Usenet is now a global term encompassing a large spectrum of special interest groups to which anyone with Internet access can subscribe. For example, there are groups for interests as broad as teaching (k12.chat.teacher) or as specific as owners of Labradors (alt.pet.dogs.labrador). For literacy educators what is most exciting is that these groups thrive solely on written communication. Simply reading what others have posted, called Lurking, is possible on Usenet, but its real strengths come from the ability interact with others within such a group is by posting a message. It should be noted, however, that writing within this context has grown to also encompass media-specific symbol systems that go beyond traditional alphanumeric text to include graphics, sound, and even new language traditions such as emoticons. Emoticons and other Internet-specific shorthand expressions are especially interesting as they were developed within the UseNet discourse community to enhance their writing-only communication to convey messages not apparent in text only or to save typing common expressions. Traditional written language has been modified to create a number of short hand expressions familiar to the web savvy community such as :) to indicate a smile and lol to representing laughing out loud. This evolution of language within Computer Mediated Communication is but one example of how the World Wide Web both builds on common notions of discourse and communities and gives rise to new variations.

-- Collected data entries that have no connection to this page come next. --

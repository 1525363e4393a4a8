//! Logging configuration and initialization
//!
//! Every commentdb binary installs its `tracing` subscriber through this module.
//! Supported knobs:
//!
//! - Output target: console, rolling file, or both
//! - Format: human-readable text or JSON
//! - Level plus extra `EnvFilter` directives (e.g. `sqlx=warn,tower_http=debug`)
//!
//! Use the structured macros (`trace!` .. `error!`) with fields rather than
//! `println!`:
//!
//! ```rust,ignore
//! tracing::info!(rows = result.total_rows(), errors = result.errors.len(), "CSV parsed");
//! ```
//!
//! # Example
//!
//! ```no_run
//! use commentdb_common::logging::{init_logging, LogConfig};
//!
//! fn main() -> anyhow::Result<()> {
//!     let config = LogConfig::from_env()?;
//!     init_logging(&config)?;
//!     tracing::info!("Application started");
//!     Ok(())
//! }
//! ```

use anyhow::{Context, Result};
use serde::{Deserialize, Serialize};
use std::path::PathBuf;
use tracing::Level;
use tracing_subscriber::{
    fmt::{self, format::FmtSpan},
    layer::SubscriberExt,
    util::SubscriberInitExt,
    EnvFilter, Layer, Registry,
};

type BoxedLayer = Box<dyn Layer<Registry> + Send + Sync + 'static>;

/// Minimum level that passes the filter
#[derive(Debug, Clone, Copy, PartialEq, Eq, Serialize, Deserialize, Default)]
#[serde(rename_all = "lowercase")]
pub enum LogLevel {
    Trace,
    Debug,
    #[default]
    Info,
    Warn,
    Error,
}

impl LogLevel {
    pub fn to_tracing_level(self) -> Level {
        match self {
            LogLevel::Trace => Level::TRACE,
            LogLevel::Debug => Level::DEBUG,
            LogLevel::Info => Level::INFO,
            LogLevel::Warn => Level::WARN,
            LogLevel::Error => Level::ERROR,
        }
    }
}

impl std::str::FromStr for LogLevel {
    type Err = anyhow::Error;

    fn from_str(s: &str) -> std::result::Result<Self, Self::Err> {
        match s.trim().to_lowercase().as_str() {
            "trace" => Ok(LogLevel::Trace),
            "debug" => Ok(LogLevel::Debug),
            "info" => Ok(LogLevel::Info),
            "warn" | "warning" => Ok(LogLevel::Warn),
            "error" => Ok(LogLevel::Error),
            other => Err(anyhow::anyhow!("Invalid log level: {}", other)),
        }
    }
}

/// Where log lines are written
#[derive(Debug, Clone, Copy, PartialEq, Eq, Serialize, Deserialize, Default)]
#[serde(rename_all = "lowercase")]
pub enum LogOutput {
    #[default]
    Console,
    File,
    Both,
}

impl LogOutput {
    fn writes_console(self) -> bool {
        matches!(self, LogOutput::Console | LogOutput::Both)
    }

    fn writes_file(self) -> bool {
        matches!(self, LogOutput::File | LogOutput::Both)
    }
}

impl std::str::FromStr for LogOutput {
    type Err = anyhow::Error;

    fn from_str(s: &str) -> std::result::Result<Self, Self::Err> {
        match s.trim().to_lowercase().as_str() {
            "console" | "stdout" => Ok(LogOutput::Console),
            "file" => Ok(LogOutput::File),
            "both" | "all" => Ok(LogOutput::Both),
            other => Err(anyhow::anyhow!("Invalid log output: {}", other)),
        }
    }
}

/// Line format
#[derive(Debug, Clone, Copy, PartialEq, Eq, Serialize, Deserialize, Default)]
#[serde(rename_all = "lowercase")]
pub enum LogFormat {
    #[default]
    Text,
    Json,
}

impl std::str::FromStr for LogFormat {
    type Err = anyhow::Error;

    fn from_str(s: &str) -> std::result::Result<Self, Self::Err> {
        match s.trim().to_lowercase().as_str() {
            "text" | "pretty" => Ok(LogFormat::Text),
            "json" => Ok(LogFormat::Json),
            other => Err(anyhow::anyhow!("Invalid log format: {}", other)),
        }
    }
}

/// Logging configuration
#[derive(Debug, Clone, Serialize, Deserialize)]
pub struct LogConfig {
    pub level: LogLevel,
    pub output: LogOutput,
    pub format: LogFormat,

    /// Directory for rolling log files (only used when output includes file)
    pub log_dir: PathBuf,

    /// File name prefix, e.g. "commentdb-server" -> "commentdb-server.2026-10-17"
    pub log_file_prefix: String,

    /// Extra `EnvFilter` directives, comma separated
    pub filter_directives: Option<String>,

    pub include_location: bool,
    pub include_thread_ids: bool,
    pub include_targets: bool,
}

impl Default for LogConfig {
    fn default() -> Self {
        Self {
            level: LogLevel::Info,
            output: LogOutput::Console,
            format: LogFormat::Text,
            log_dir: PathBuf::from("./logs"),
            log_file_prefix: "commentdb".to_string(),
            filter_directives: None,
            include_location: false,
            include_thread_ids: false,
            include_targets: true,
        }
    }
}

impl LogConfig {
    /// Load configuration from the environment on top of the defaults
    ///
    /// Reads `LOG_LEVEL`, `LOG_OUTPUT`, `LOG_FORMAT`, `LOG_DIR`, `LOG_FILE_PREFIX`,
    /// `LOG_FILTER`, `LOG_INCLUDE_LOCATION`, `LOG_INCLUDE_THREAD_IDS` and
    /// `LOG_INCLUDE_TARGETS`.
    pub fn from_env() -> Result<Self> {
        Self::default().merge_env()
    }

    /// Apply environment overrides to an existing configuration
    pub fn merge_env(mut self) -> Result<Self> {
        if let Ok(level) = std::env::var("LOG_LEVEL") {
            self.level = level.parse()?;
        }
        if let Ok(output) = std::env::var("LOG_OUTPUT") {
            self.output = output.parse()?;
        }
        if let Ok(format) = std::env::var("LOG_FORMAT") {
            self.format = format.parse()?;
        }
        if let Ok(dir) = std::env::var("LOG_DIR") {
            self.log_dir = PathBuf::from(dir);
        }
        if let Ok(prefix) = std::env::var("LOG_FILE_PREFIX") {
            self.log_file_prefix = prefix;
        }
        if let Ok(filter) = std::env::var("LOG_FILTER") {
            self.filter_directives = Some(filter);
        }
        if let Ok(val) = std::env::var("LOG_INCLUDE_LOCATION") {
            self.include_location = val.parse().unwrap_or(false);
        }
        if let Ok(val) = std::env::var("LOG_INCLUDE_THREAD_IDS") {
            self.include_thread_ids = val.parse().unwrap_or(false);
        }
        if let Ok(val) = std::env::var("LOG_INCLUDE_TARGETS") {
            self.include_targets = val.parse().unwrap_or(true);
        }
        Ok(self)
    }

    pub fn builder() -> LogConfigBuilder {
        LogConfigBuilder::default()
    }

    fn env_filter(&self) -> Result<EnvFilter> {
        let mut filter =
            EnvFilter::from_default_env().add_directive(self.level.to_tracing_level().into());

        if let Some(ref directives) = self.filter_directives {
            for directive in directives.split(',').filter(|d| !d.trim().is_empty()) {
                filter = filter.add_directive(
                    directive
                        .trim()
                        .parse()
                        .with_context(|| format!("Failed to parse filter directive '{}'", directive))?,
                );
            }
        }

        Ok(filter)
    }
}

/// Builder for [`LogConfig`]
#[derive(Default)]
pub struct LogConfigBuilder {
    config: LogConfig,
}

impl LogConfigBuilder {
    pub fn level(mut self, level: LogLevel) -> Self {
        self.config.level = level;
        self
    }

    pub fn output(mut self, output: LogOutput) -> Self {
        self.config.output = output;
        self
    }

    pub fn format(mut self, format: LogFormat) -> Self {
        self.config.format = format;
        self
    }

    pub fn log_dir(mut self, dir: impl Into<PathBuf>) -> Self {
        self.config.log_dir = dir.into();
        self
    }

    pub fn log_file_prefix(mut self, prefix: impl Into<String>) -> Self {
        self.config.log_file_prefix = prefix.into();
        self
    }

    pub fn filter_directives(mut self, filter: impl Into<String>) -> Self {
        self.config.filter_directives = Some(filter.into());
        self
    }

    pub fn build(self) -> LogConfig {
        self.config
    }
}

/// Install the global subscriber described by `config`
///
/// Call once at startup. A second call fails because a global default is
/// already set.
pub fn init_logging(config: &LogConfig) -> Result<()> {
    let filter = config.env_filter()?;
    let mut layers: Vec<BoxedLayer> = Vec::new();

    if config.output.writes_console() {
        layers.push(fmt_layer(config, std::io::stdout, true));
    }

    if config.output.writes_file() {
        std::fs::create_dir_all(&config.log_dir).context("Failed to create log directory")?;
        let appender = tracing_appender::rolling::daily(&config.log_dir, &config.log_file_prefix);
        let (non_blocking, guard) = tracing_appender::non_blocking(appender);
        // The guard flushes on drop; it has to live as long as the process.
        std::mem::forget(guard);
        layers.push(fmt_layer(config, non_blocking, false));
    }

    tracing_subscriber::registry()
        .with(layers)
        .with(filter)
        .try_init()
        .context("Failed to install tracing subscriber")?;

    Ok(())
}

fn fmt_layer<W>(config: &LogConfig, writer: W, ansi: bool) -> BoxedLayer
where
    W: for<'w> fmt::MakeWriter<'w> + Send + Sync + 'static,
{
    let layer = fmt::layer()
        .with_writer(writer)
        .with_ansi(ansi)
        .with_target(config.include_targets)
        .with_thread_ids(config.include_thread_ids)
        .with_file(config.include_location)
        .with_line_number(config.include_location)
        .with_span_events(FmtSpan::CLOSE);

    match config.format {
        LogFormat::Text => layer.boxed(),
        LogFormat::Json => layer.json().boxed(),
    }
}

More specific to literacy education, Computer Mediated Communication has been adopted by a number of writing projects across the nation. Most notably, the Kentucky Telecommunictions Writing Project (Nearness of You, 1996) and BreadNet (Electronic Networks, 1999) have developed exciting undertakings in which CMC is a central component. The Kentucky Telecommunications Writing Project was based on the notion that communicating with others across typical boundaries of time and space via the computer could be, " a superior method of teaching students that writing is a meaningful and public act of communication that has communal consequences for both writers and readers" (Howard, 1996, p. 49). Similarly, BreadNet, is a group of networked writing classrooms. BreadNet has grown out of the Bread Loaf School of English at Middlebury College where the participating teachers meet face to face during summer coursework and continue to collaborate throughout the school year via electronic networks connecting the teachers and often their students. The teachers and students of BreadNet also tend to be from isolated rural locations that would especially benefit from an electronic networks ability to connect people across such boundaries. Among the many useful conclusions from these works as a whole, most notable is the thread of "building a community" through electronic communications that ties the many individual projects together.